Quando o aluno chega na escola, durante a fase da adolescência, já com o medo de falar em público, cabe aos educadores o exercício frequente da oralidade e da critica construtiva, ressaltando os pontos positivos das apresentações em público e orientando para que os pequenos erros sejam corrigidos. A psicóloga ressalta, ainda, que as correções nunca devem serem feitas na frente de toda a sala, mas sim, diretamente com o aluno, evitando possível exposição negativa frente aos colegas de turma.

 “Pela interferência do TDAH na aquisição e no desenvolvimento da linguagem, é frequente a ocorrência de troca de letras/sílabas/partes de palavras e problemas na sequenciação de narrativas. É comum ocorrer também os esquecimentos, comumente chamados de “brancos” de memória, tudo isso contribuindo para dificultar a comunicação e a performance global do indivíduo.  Visando melhorar esse quadro e estimular a comunicação em público, sugere-se um tratamento combinado entre: medicação (quando recomendado por um psiquiatra), psicoterapia com um profissional da psicologia e intervenção com um fonoaudiólogo, visando aprimorar as habilidades comunicativas, como a organização do discurso e a ampliação do repertório linguístico”, afirma a especialista.

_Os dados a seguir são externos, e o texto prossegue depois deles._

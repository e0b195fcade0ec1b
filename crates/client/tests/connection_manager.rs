//! Integration tests for `ConnectionManager` against a local WebSocket
//! server.
//!
//! Each test binds a throwaway `tokio-tungstenite` server on loopback and
//! drives the manager through connect, send, close and reconnect paths.

use std::future::Future;
use std::sync::atomic::{AtomicUsize, Ordering};
use std::sync::Arc;
use std::time::Duration;

use assert_matches::assert_matches;
use futures::{SinkExt, StreamExt};
use tokio::net::{TcpListener, TcpStream};
use tokio::sync::mpsc;
use tokio_tungstenite::tungstenite::protocol::frame::coding::CloseCode;
use tokio_tungstenite::tungstenite::protocol::CloseFrame;
use tokio_tungstenite::tungstenite::Message;
use tokio_tungstenite::WebSocketStream;

use batchgen_client::events::Inbound;
use batchgen_client::messages::OutboundCommand;
use batchgen_client::{
    ConnectionEvent, ConnectionManager, ConnectionState, Endpoint, ReconnectPolicy, Transport,
};

const WAIT: Duration = Duration::from_secs(5);

type ServerSocket = WebSocketStream<TcpStream>;

/// Bind a loopback server running `handler` for every accepted socket.
/// Returns the socket URL and the number of accepted connections.
async fn spawn_server<F, Fut>(handler: F) -> (String, Arc<AtomicUsize>)
where
    F: Fn(usize, ServerSocket) -> Fut + Send + Sync + 'static,
    Fut: Future<Output = ()> + Send + 'static,
{
    let listener = TcpListener::bind("127.0.0.1:0").await.unwrap();
    let addr = listener.local_addr().unwrap();
    let accepted = Arc::new(AtomicUsize::new(0));
    let counter = Arc::clone(&accepted);

    tokio::spawn(async move {
        while let Ok((stream, _)) = listener.accept().await {
            let Ok(ws) = tokio_tungstenite::accept_async(stream).await else {
                continue;
            };
            let index = counter.fetch_add(1, Ordering::SeqCst);
            tokio::spawn(handler(index, ws));
        }
    });

    (format!("ws://{addr}/v1/generation/batchCopy"), accepted)
}

/// Keep the socket open until the client goes away.
async fn drain(mut ws: ServerSocket) {
    while let Some(Ok(_)) = ws.next().await {}
}

fn fast_policy(max_attempts: u32) -> ReconnectPolicy {
    ReconnectPolicy {
        initial_delay: Duration::from_millis(10),
        max_delay: Duration::from_millis(50),
        multiplier: 2.0,
        max_attempts,
    }
}

fn manager(url: &str, policy: ReconnectPolicy) -> (ConnectionManager, mpsc::UnboundedReceiver<Inbound>) {
    let (tx, rx) = mpsc::unbounded_channel();
    let manager = ConnectionManager::new(Endpoint::new(url).unwrap(), policy, Duration::from_secs(2), tx);
    (manager, rx)
}

async fn next_event(rx: &mut mpsc::UnboundedReceiver<Inbound>) -> ConnectionEvent {
    loop {
        let item = tokio::time::timeout(WAIT, rx.recv())
            .await
            .expect("timed out waiting for a connection event")
            .expect("inbound channel closed");
        if let Inbound::Connection(event) = item {
            return event;
        }
    }
}

async fn next_frame(rx: &mut mpsc::UnboundedReceiver<Inbound>) -> String {
    loop {
        let item = tokio::time::timeout(WAIT, rx.recv())
            .await
            .expect("timed out waiting for a frame")
            .expect("inbound channel closed");
        if let Inbound::Frame(text) = item {
            return text;
        }
    }
}

// ---------------------------------------------------------------------------
// Test: open sends connection_test and forwards inbound frames
// ---------------------------------------------------------------------------

#[tokio::test]
async fn connect_sends_connection_test_and_forwards_frames() {
    let (seen_tx, mut seen_rx) = mpsc::unbounded_channel::<String>();
    let (url, _) = spawn_server(move |_, mut ws| {
        let seen_tx = seen_tx.clone();
        async move {
            if let Some(Ok(Message::Text(text))) = ws.next().await {
                let _ = seen_tx.send(text);
            }
            ws.send(Message::Text(r#"{"type":"pong"}"#.into())).await.unwrap();
            drain(ws).await;
        }
    })
    .await;

    let (manager, mut rx) = manager(&url, fast_policy(5));
    let mut events = manager.subscribe();
    manager.connect();

    assert_eq!(next_event(&mut rx).await, ConnectionEvent::Connected);
    assert_eq!(manager.state(), ConnectionState::Connected);
    assert_eq!(events.recv().await.unwrap(), ConnectionEvent::Connected);

    let hello = tokio::time::timeout(WAIT, seen_rx.recv()).await.unwrap().unwrap();
    let hello: serde_json::Value = serde_json::from_str(&hello).unwrap();
    assert_eq!(hello["type"], "connection_test");
    assert_eq!(hello["client_info"]["url"], url.as_str());
    assert!(hello["client_info"]["client_id"].as_str().is_some_and(|id| !id.is_empty()));

    assert_eq!(next_frame(&mut rx).await, r#"{"type":"pong"}"#);

    manager.disconnect().await;
}

// ---------------------------------------------------------------------------
// Test: send() only transmits while connected
// ---------------------------------------------------------------------------

#[tokio::test]
async fn send_requires_connection() {
    let (seen_tx, mut seen_rx) = mpsc::unbounded_channel::<String>();
    let (url, _) = spawn_server(move |_, mut ws| {
        let seen_tx = seen_tx.clone();
        async move {
            while let Some(Ok(msg)) = ws.next().await {
                if let Message::Text(text) = msg {
                    let _ = seen_tx.send(text);
                }
            }
        }
    })
    .await;

    let (manager, mut rx) = manager(&url, fast_policy(5));
    let pause = OutboundCommand::Pause {
        queue_id: "q-1".into(),
    };
    assert!(!manager.send(&pause));

    manager.connect();
    assert_eq!(next_event(&mut rx).await, ConnectionEvent::Connected);
    assert!(manager.send(&pause));

    let first = tokio::time::timeout(WAIT, seen_rx.recv()).await.unwrap().unwrap();
    assert!(first.contains("connection_test"));
    let second = tokio::time::timeout(WAIT, seen_rx.recv()).await.unwrap().unwrap();
    let second: serde_json::Value = serde_json::from_str(&second).unwrap();
    assert_eq!(second, serde_json::json!({"type": "pause", "queue_id": "q-1"}));

    manager.disconnect().await;
    assert!(!manager.send(&pause));
}

// ---------------------------------------------------------------------------
// Test: a normal closure does not reconnect
// ---------------------------------------------------------------------------

#[tokio::test]
async fn normal_close_does_not_reconnect() {
    let (url, accepted) = spawn_server(|_, mut ws| async move {
        let _ = ws.next().await;
        let _ = ws
            .close(Some(CloseFrame {
                code: CloseCode::Normal,
                reason: "done".into(),
            }))
            .await;
        drain(ws).await;
    })
    .await;

    let (manager, mut rx) = manager(&url, fast_policy(5));
    manager.connect();

    assert_eq!(next_event(&mut rx).await, ConnectionEvent::Connected);
    assert_eq!(
        next_event(&mut rx).await,
        ConnectionEvent::Disconnected {
            code: Some(1000),
            retry_in: None
        }
    );

    tokio::time::sleep(Duration::from_millis(200)).await;
    assert_eq!(accepted.load(Ordering::SeqCst), 1);
    assert_eq!(manager.state(), ConnectionState::Disconnected);
}

// ---------------------------------------------------------------------------
// Test: an abnormal closure reconnects and resets the attempt counter
// ---------------------------------------------------------------------------

#[tokio::test]
async fn abnormal_close_reconnects_and_resets_attempts() {
    let (url, accepted) = spawn_server(|index, mut ws| async move {
        if index == 0 {
            let _ = ws.next().await;
            let _ = ws
                .close(Some(CloseFrame {
                    code: CloseCode::Error,
                    reason: "internal".into(),
                }))
                .await;
        }
        drain(ws).await;
    })
    .await;

    let (manager, mut rx) = manager(&url, fast_policy(5));
    manager.connect();

    assert_eq!(next_event(&mut rx).await, ConnectionEvent::Connected);
    assert_eq!(
        next_event(&mut rx).await,
        ConnectionEvent::Disconnected {
            code: Some(1011),
            retry_in: Some(Duration::from_millis(10))
        }
    );
    assert_eq!(next_event(&mut rx).await, ConnectionEvent::Connected);

    assert_eq!(manager.reconnect_attempts(), 0);
    assert_eq!(accepted.load(Ordering::SeqCst), 2);

    manager.disconnect().await;
}

// ---------------------------------------------------------------------------
// Test: failed opens back off and give up after the budget
// ---------------------------------------------------------------------------

#[tokio::test]
async fn unreachable_endpoint_exhausts_attempts() {
    // Bind and release a port so nothing is listening on it.
    let port = {
        let listener = TcpListener::bind("127.0.0.1:0").await.unwrap();
        listener.local_addr().unwrap().port()
    };
    let (manager, mut rx) = manager(&format!("ws://127.0.0.1:{port}/none"), fast_policy(2));
    manager.connect();

    let mut errors = 0;
    let mut retries = Vec::new();
    loop {
        match next_event(&mut rx).await {
            ConnectionEvent::Error { .. } => errors += 1,
            ConnectionEvent::Disconnected {
                retry_in: Some(delay),
                ..
            } => retries.push(delay),
            ConnectionEvent::Disconnected { retry_in: None, code } => assert_eq!(code, None),
            ConnectionEvent::MaxReconnectAttemptsReached { attempts } => {
                assert_eq!(attempts, 2);
                break;
            }
            ConnectionEvent::Connected => panic!("nothing should be listening"),
        }
    }

    assert_eq!(errors, 3);
    assert_eq!(retries, vec![Duration::from_millis(10), Duration::from_millis(20)]);
    assert_eq!(manager.state(), ConnectionState::Disconnected);
}

// ---------------------------------------------------------------------------
// Test: disconnect() closes normally and suppresses reconnection
// ---------------------------------------------------------------------------

#[tokio::test]
async fn disconnect_sends_normal_close() {
    let (close_tx, mut close_rx) = mpsc::unbounded_channel::<Option<u16>>();
    let (url, accepted) = spawn_server(move |_, mut ws| {
        let close_tx = close_tx.clone();
        async move {
            while let Some(Ok(msg)) = ws.next().await {
                if let Message::Close(frame) = msg {
                    let _ = close_tx.send(frame.map(|f| u16::from(f.code)));
                    break;
                }
            }
        }
    })
    .await;

    let (manager, mut rx) = manager(&url, fast_policy(5));
    manager.connect();
    assert_eq!(next_event(&mut rx).await, ConnectionEvent::Connected);

    manager.disconnect().await;

    assert_matches!(
        tokio::time::timeout(WAIT, close_rx.recv()).await,
        Ok(Some(Some(1000)))
    );
    assert_eq!(
        next_event(&mut rx).await,
        ConnectionEvent::Disconnected {
            code: Some(1000),
            retry_in: None
        }
    );
    tokio::time::sleep(Duration::from_millis(100)).await;
    assert_eq!(accepted.load(Ordering::SeqCst), 1);
    assert_eq!(manager.state(), ConnectionState::Disconnected);
}

// ---------------------------------------------------------------------------
// Test: connect() while connected is a no-op
// ---------------------------------------------------------------------------

#[tokio::test]
async fn connect_when_connected_is_noop() {
    let (url, accepted) = spawn_server(|_, ws| drain(ws)).await;

    let (manager, mut rx) = manager(&url, fast_policy(5));
    manager.connect();
    assert_eq!(next_event(&mut rx).await, ConnectionEvent::Connected);

    manager.connect();
    tokio::time::sleep(Duration::from_millis(100)).await;

    assert_eq!(accepted.load(Ordering::SeqCst), 1);
    assert_eq!(manager.state(), ConnectionState::Connected);
    manager.disconnect().await;
}

// ---------------------------------------------------------------------------
// Test: a stalled handshake times out and counts as an abnormal closure
// ---------------------------------------------------------------------------

#[tokio::test]
async fn stalled_handshake_times_out() {
    let listener = TcpListener::bind("127.0.0.1:0").await.unwrap();
    let addr = listener.local_addr().unwrap();
    let accepted = Arc::new(AtomicUsize::new(0));
    let counter = Arc::clone(&accepted);
    tokio::spawn(async move {
        // Accept TCP but never answer the upgrade request.
        let mut held = Vec::new();
        while let Ok((stream, _)) = listener.accept().await {
            counter.fetch_add(1, Ordering::SeqCst);
            held.push(stream);
        }
    });

    let (tx, mut rx) = mpsc::unbounded_channel();
    let manager = ConnectionManager::new(
        Endpoint::new(&format!("ws://{addr}/v1/generation/batchCopy")).unwrap(),
        fast_policy(1),
        Duration::from_millis(50),
        tx,
    );
    manager.connect();

    assert_matches!(
        next_event(&mut rx).await,
        ConnectionEvent::Error { message } if message.contains("timed out after 50ms")
    );
    assert_eq!(
        next_event(&mut rx).await,
        ConnectionEvent::Disconnected {
            code: None,
            retry_in: Some(Duration::from_millis(10))
        }
    );
    assert_matches!(next_event(&mut rx).await, ConnectionEvent::Error { .. });
    assert_eq!(
        next_event(&mut rx).await,
        ConnectionEvent::Disconnected {
            code: None,
            retry_in: None
        }
    );
    assert_eq!(
        next_event(&mut rx).await,
        ConnectionEvent::MaxReconnectAttemptsReached { attempts: 1 }
    );

    assert_eq!(accepted.load(Ordering::SeqCst), 2);
    assert_eq!(manager.state(), ConnectionState::Disconnected);
}
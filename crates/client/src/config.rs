use std::path::PathBuf;
use std::time::Duration;

use crate::client::{ConnectionError, Endpoint};
use crate::manager::DEFAULT_CONNECT_TIMEOUT;
use crate::reconnect::ReconnectPolicy;

/// Origin used when `BATCHGEN_ORIGIN` is unset.
pub const DEFAULT_ORIGIN: &str = "http://localhost:3000";

/// How long a stop request waits for the runner's acknowledgment.
pub const DEFAULT_STOP_TIMEOUT: Duration = Duration::from_millis(3000);

/// Directory holding the persisted task snapshot.
pub const DEFAULT_STATE_DIR: &str = ".batchgen";

#[derive(Debug, thiserror::Error)]
pub enum ConfigError {
    #[error("{var} has invalid value {value:?}: {reason}")]
    Invalid {
        var: &'static str,
        value: String,
        reason: String,
    },

    #[error(transparent)]
    Endpoint(#[from] ConnectionError),
}

/// Client configuration.
///
/// All fields have defaults suitable for a local runner; override via
/// environment variables.
#[derive(Debug, Clone)]
pub struct ClientConfig {
    pub endpoint: Endpoint,
    /// Handshake timeout per connection attempt (default: 10 s).
    pub connect_timeout: Duration,
    pub reconnect: ReconnectPolicy,
    /// Stop acknowledgment watchdog (default: 3000 ms).
    pub stop_ack_timeout: Duration,
    /// Where [`FileStorage`](crate::persistence::FileStorage) keeps state.
    pub state_dir: PathBuf,
}

impl ClientConfig {
    /// Defaults for everything but the endpoint.
    pub fn new(endpoint: Endpoint) -> Self {
        Self {
            endpoint,
            connect_timeout: DEFAULT_CONNECT_TIMEOUT,
            reconnect: ReconnectPolicy::default(),
            stop_ack_timeout: DEFAULT_STOP_TIMEOUT,
            state_dir: PathBuf::from(DEFAULT_STATE_DIR),
        }
    }

    /// Load configuration from environment variables with defaults.
    ///
    /// | Env Var                         | Default                  |
    /// |---------------------------------|--------------------------|
    /// | `BATCHGEN_ORIGIN`               | `http://localhost:3000`  |
    /// | `BATCHGEN_CONNECT_TIMEOUT_SECS` | `10`                     |
    /// | `BATCHGEN_MAX_RECONNECTS`       | `5`                      |
    /// | `BATCHGEN_STOP_TIMEOUT_MS`      | `3000`                   |
    /// | `BATCHGEN_STATE_DIR`            | `.batchgen`              |
    pub fn from_env() -> Result<Self, ConfigError> {
        Self::from_lookup(|var| std::env::var(var).ok())
    }

    /// Same as [`from_env`](Self::from_env) with an arbitrary variable
    /// source.
    pub fn from_lookup<F>(lookup: F) -> Result<Self, ConfigError>
    where
        F: Fn(&str) -> Option<String>,
    {
        let origin = lookup("BATCHGEN_ORIGIN").unwrap_or_else(|| DEFAULT_ORIGIN.into());
        let mut config = Self::new(Endpoint::from_origin(&origin)?);

        if let Some(secs) = parse_var::<u64>(&lookup, "BATCHGEN_CONNECT_TIMEOUT_SECS")? {
            if secs == 0 {
                return Err(ConfigError::Invalid {
                    var: "BATCHGEN_CONNECT_TIMEOUT_SECS",
                    value: secs.to_string(),
                    reason: "must be greater than zero".into(),
                });
            }
            config.connect_timeout = Duration::from_secs(secs);
        }
        if let Some(max) = parse_var::<u32>(&lookup, "BATCHGEN_MAX_RECONNECTS")? {
            config.reconnect.max_attempts = max;
        }
        if let Some(ms) = parse_var::<u64>(&lookup, "BATCHGEN_STOP_TIMEOUT_MS")? {
            config.stop_ack_timeout = Duration::from_millis(ms);
        }
        if let Some(dir) = lookup("BATCHGEN_STATE_DIR").filter(|d| !d.trim().is_empty()) {
            config.state_dir = PathBuf::from(dir);
        }

        Ok(config)
    }
}

fn parse_var<T>(
    lookup: &impl Fn(&str) -> Option<String>,
    var: &'static str,
) -> Result<Option<T>, ConfigError>
where
    T: std::str::FromStr,
    T::Err: std::fmt::Display,
{
    let Some(value) = lookup(var) else {
        return Ok(None);
    };
    value
        .trim()
        .parse()
        .map(Some)
        .map_err(|e: T::Err| ConfigError::Invalid {
            var,
            value,
            reason: e.to_string(),
        })
}
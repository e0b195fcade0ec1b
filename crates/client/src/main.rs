//! `batchgen` -- headless batch generation client.
//!
//! Restores any persisted task, connects to the job runner and, when a
//! URL or entity name is configured, launches a batch generation task.
//! Ctrl-C requests a stop and waits for the acknowledgment (or the
//! watchdog) before exiting.
//!
//! # Environment variables
//!
//! Connection settings are read by [`ClientConfig::from_env`]. The task
//! to launch:
//!
//! | Variable                | Required | Default | Description                      |
//! |-------------------------|----------|---------|----------------------------------|
//! | `BATCHGEN_URL`          | no       | --      | Source page URL                  |
//! | `BATCHGEN_ENTITY`       | no       | --      | Entity name to expand            |
//! | `BATCHGEN_MAX_ENTITIES` | no       | `20`    | Entity extraction limit          |
//! | `BATCHGEN_TEMPLATE_ID`  | no       | --      | Article template                 |

use std::sync::Arc;
use std::time::Duration;

use batchgen_client::{ClientConfig, FileStorage, StopOutcome, TaskOrchestrator, TracingNotifier};
use batchgen_core::launch::DEFAULT_MAX_ENTITIES;
use batchgen_core::LaunchRequest;

use tracing_subscriber::{layer::SubscriberExt, util::SubscriberInitExt};

/// How long to wait for the first connection before launching.
const LAUNCH_CONNECT_WAIT: Duration = Duration::from_secs(15);

#[tokio::main]
async fn main() {
    dotenvy::dotenv().ok();

    tracing_subscriber::registry()
        .with(
            tracing_subscriber::EnvFilter::try_from_default_env()
                .unwrap_or_else(|_| "batchgen=info,batchgen_client=info".into()),
        )
        .with(tracing_subscriber::fmt::layer())
        .init();

    let config = ClientConfig::from_env().unwrap_or_else(|e| {
        tracing::error!(error = %e, "Invalid configuration");
        std::process::exit(1);
    });

    tracing::info!(
        url = %config.endpoint.url(),
        state_dir = %config.state_dir.display(),
        max_reconnects = config.reconnect.max_attempts,
        "Starting batchgen",
    );

    let storage = Arc::new(FileStorage::new(config.state_dir.clone()));
    let orchestrator = TaskOrchestrator::new(&config, storage, Arc::new(TracingNotifier));

    let _frames = orchestrator.subscribe(|frame| {
        tracing::debug!(%frame, "Runner frame");
    });

    orchestrator.connect();

    if let Some(request) = launch_request_from_env() {
        if !orchestrator.wait_for_connection(LAUNCH_CONNECT_WAIT).await {
            tracing::error!("Job runner not reachable, task not launched");
        } else if let Err(e) = orchestrator.start(&request) {
            tracing::error!(error = %e, "Task launch rejected");
        }
    } else {
        tracing::info!(
            status = orchestrator.status_label(),
            "No BATCHGEN_URL or BATCHGEN_ENTITY set, monitoring only",
        );
    }

    if let Err(e) = tokio::signal::ctrl_c().await {
        tracing::error!(error = %e, "Failed to listen for Ctrl-C");
    }

    if orchestrator.has_active_task() {
        if let StopOutcome::AwaitingAck { .. } = orchestrator.stop_task() {
            let mut wait = config.stop_ack_timeout + Duration::from_millis(100);
            let step = Duration::from_millis(50);
            while orchestrator.has_active_task() && !wait.is_zero() {
                tokio::time::sleep(step).await;
                wait = wait.saturating_sub(step);
            }
        }
    }

    orchestrator.shutdown().await;
}

fn launch_request_from_env() -> Option<LaunchRequest> {
    let var = |name: &str| std::env::var(name).ok().filter(|v| !v.trim().is_empty());

    let url = var("BATCHGEN_URL");
    let entity = var("BATCHGEN_ENTITY");
    if url.is_none() && entity.is_none() {
        return None;
    }

    let max_entities = var("BATCHGEN_MAX_ENTITIES")
        .and_then(|v| v.trim().parse().ok())
        .unwrap_or(DEFAULT_MAX_ENTITIES);

    let mut request = LaunchRequest {
        url: url.unwrap_or_default(),
        entity_name: entity.unwrap_or_default(),
        ..Default::default()
    }
    .with_max_entities(max_entities);

    if let Some(template_id) = var("BATCHGEN_TEMPLATE_ID") {
        request = request.with_template(template_id);
    }
    Some(request)
}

Déborah Agapito também explica que falar em público de forma calma e segura não é um comportamento natural, mas sim uma construção. Existem algumas técnicas no dia a dia para enfrentar o medo,  como construir diariamente sua habilidade de comunicação por meio de alguns passos: treinar a escuta de sua própria voz (buscando uma voz sem falha ou engasgos, o que reflete em uma comunicação mais segura); observar sua postura (costas curvadas passam uma impressão de descuido, enquanto a postura ereta indica uma pessoa segura); exercícios de respiração (enquanto a respiração curta e rápida alimenta a ansiedade, uma respiração lenta e profunda gera relaxamento muscular, o que permite uma comunicação fluida).